The Worst Bigfoot Encounter
A lifelong hunter with over 45 years of experience—successful with everything from coyotes and deer to bear and turkey—announces he is selling all his firearms, gear, and donating his camo after a nightmarish solo turkey hunt in late April near Cave Run Lake, Kentucky. Traumatized beyond words, he has been unable to confide in family, friends, or doctors for fear of being institutionalized, and now reaches out anonymously with his story. While set up motionless against a massive black oak on a ridge, calling in a hot gobbler, he is suddenly seized from behind by a huge, dark-brown, hairy Bigfoot-like creature. Its thick, callused gray-skinned, gorilla-like hands clamp over his mouth/neck and around his waist, pinning him helplessly to the tree and neutralizing his shotgun. He watches in frozen terror as two sleek black, dog-headed “werewolf” or Dogman creatures—complete with erect ears and three-inch fangs—ambush and devour a doe in the clearing just yards away, ripping through meat and bone in minutes with clicking sounds and howls.

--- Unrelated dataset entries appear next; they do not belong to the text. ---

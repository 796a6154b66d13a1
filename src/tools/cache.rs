use super::rpm::PackageManifest;
use std::collections::HashMap;
use std::path::{Path, PathBuf};
use std::sync::{Arc, RwLock};

/// Package manifests keyed by absolute archive path.
///
/// Archives are assumed not to change while the process runs, so entries are
/// never invalidated.
#[derive(Clone)]
pub struct ManifestCache {
    cache: Arc<RwLock<HashMap<PathBuf, Arc<PackageManifest>>>>,
}

impl ManifestCache {
    pub fn new() -> Self {
        Self {
            cache: Arc::new(RwLock::new(HashMap::new())),
        }
    }

    pub fn get(&self, package: &Path) -> Option<Arc<PackageManifest>> {
        self.cache.read().ok()?.get(package).cloned()
    }

    pub fn insert(&self, package: &Path, manifest: Arc<PackageManifest>) {
        if let Ok(mut cache) = self.cache.write() {
            cache.insert(package.to_path_buf(), manifest);
        }
    }

    pub fn clear(&self) {
        if let Ok(mut cache) = self.cache.write() {
            cache.clear();
        }
    }

    pub fn len(&self) -> usize {
        self.cache.read().map(|c| c.len()).unwrap_or(0)
    }

    pub fn is_empty(&self) -> bool {
        self.len() == 0
    }
}

impl Default for ManifestCache {
    fn default() -> Self {
        Self::new()
    }
}
//! Transport errors for the assistants service
//!
//! These describe failures talking to the remote service itself. Failures a run
//! reports about its own execution (rate limits, model errors) arrive as a
//! [`RunError`](super::types::RunError) on the run snapshot instead.

use serde::{Deserialize, Serialize};
use std::fmt;

/// Errors that can occur during service operations
#[derive(Debug, Clone, Serialize, Deserialize)]
pub enum BackendError {
    /// API request failed with the given message
    ApiError {
        message: String,
        status_code: Option<u16>,
    },

    /// Authentication failed or credentials are invalid
    AuthenticationError { message: String },

    /// Request timed out after the specified duration (in seconds)
    TimeoutError { seconds: u64 },

    /// HTTP-level rate limit still in force after retrying
    RateLimitError { retry_after: Option<u64> },

    /// Invalid or malformed response from the service
    InvalidResponse {
        message: String,
        raw_response: Option<String>,
    },

    /// Configuration error (missing credentials, bad endpoint, etc.)
    ConfigurationError { message: String },

    /// Network-related error
    NetworkError { message: String },

    /// Generic error for other cases
    Other { message: String },
}

impl fmt::Display for BackendError {
    fn fmt(&self, f: &mut fmt::Formatter<'_>) -> fmt::Result {
        match self {
            BackendError::ApiError {
                message,
                status_code,
            } => {
                if let Some(code) = status_code {
                    write!(f, "API error ({}): {}", code, message)
                } else {
                    write!(f, "API error: {}", message)
                }
            }
            BackendError::AuthenticationError { message } => {
                write!(f, "Authentication failed: {}", message)
            }
            BackendError::TimeoutError { seconds } => {
                write!(f, "Request timed out after {} seconds", seconds)
            }
            BackendError::RateLimitError { retry_after } => {
                if let Some(seconds) = retry_after {
                    write!(f, "Rate limit exceeded, retry after {} seconds", seconds)
                } else {
                    write!(f, "Rate limit exceeded")
                }
            }
            BackendError::InvalidResponse { message, .. } => {
                write!(f, "Invalid response from service: {}", message)
            }
            BackendError::ConfigurationError { message } => {
                write!(f, "Configuration error: {}", message)
            }
            BackendError::NetworkError { message } => {
                write!(f, "Network error: {}", message)
            }
            BackendError::Other { message } => {
                write!(f, "Error: {}", message)
            }
        }
    }
}

impl std::error::Error for BackendError {}

#[cfg(test)]
mod tests {
    use super::*;

    #[test]
    fn test_api_error_display() {
        let with_code = BackendError::ApiError {
            message: "bad request".to_string(),
            status_code: Some(400),
        };
        assert_eq!(with_code.to_string(), "API error (400): bad request");

        let without_code = BackendError::ApiError {
            message: "bad request".to_string(),
            status_code: None,
        };
        assert_eq!(without_code.to_string(), "API error: bad request");
    }

    #[test]
    fn test_rate_limit_display() {
        let err = BackendError::RateLimitError {
            retry_after: Some(12),
        };
        assert!(err.to_string().contains("12 seconds"));
        assert_eq!(
            BackendError::RateLimitError { retry_after: None }.to_string(),
            "Rate limit exceeded"
        );
    }
}
//! License review of a set of packages and its report.

mod orchestrator;
pub mod prompts;
mod report;

pub use orchestrator::{
    ReviewError, ReviewInputs, ReviewOptions, Reviewer, FLAGGED_BATCH_SIZE,
};
pub use report::{PackageReport, ReviewReport, Transcript, DEFAULT_REPORT_FILE};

When the pair turns toward his hiding spot, the creature holding him unleashes a deafening roar that summons a group of 4–5 more Bigfoot-type beings. They explode from the woods in pursuit, chasing the predators away. The Bigfoot then snatches his gun, hurls it into the brush, blocks his attempt to retrieve it, and finally releases him. The hunter sprints ten frantic minutes back to his truck (a trek that normally takes 45), abandons the shotgun on the ridge forever, and speeds away in panic. In the weeks since, he suffers crushing PTSD: insomnia, uncontrollable crying jags at work, paralyzing fear of any woods or even his own yard. He now drives extra miles on highways to avoid wooded county roads, refuses to sit on the porch with his wife, hires a neighbor kid to mow the lawn, and has called off or been sent home from work multiple times. He believes the Bigfoot creatures deliberately protected him from being eaten, but the experience has destroyed his lifelong love of the outdoors. He asks: What should he do? Is there help or therapy for people who have had these kinds of encounters? Will he ever recover and enjoy the woods again?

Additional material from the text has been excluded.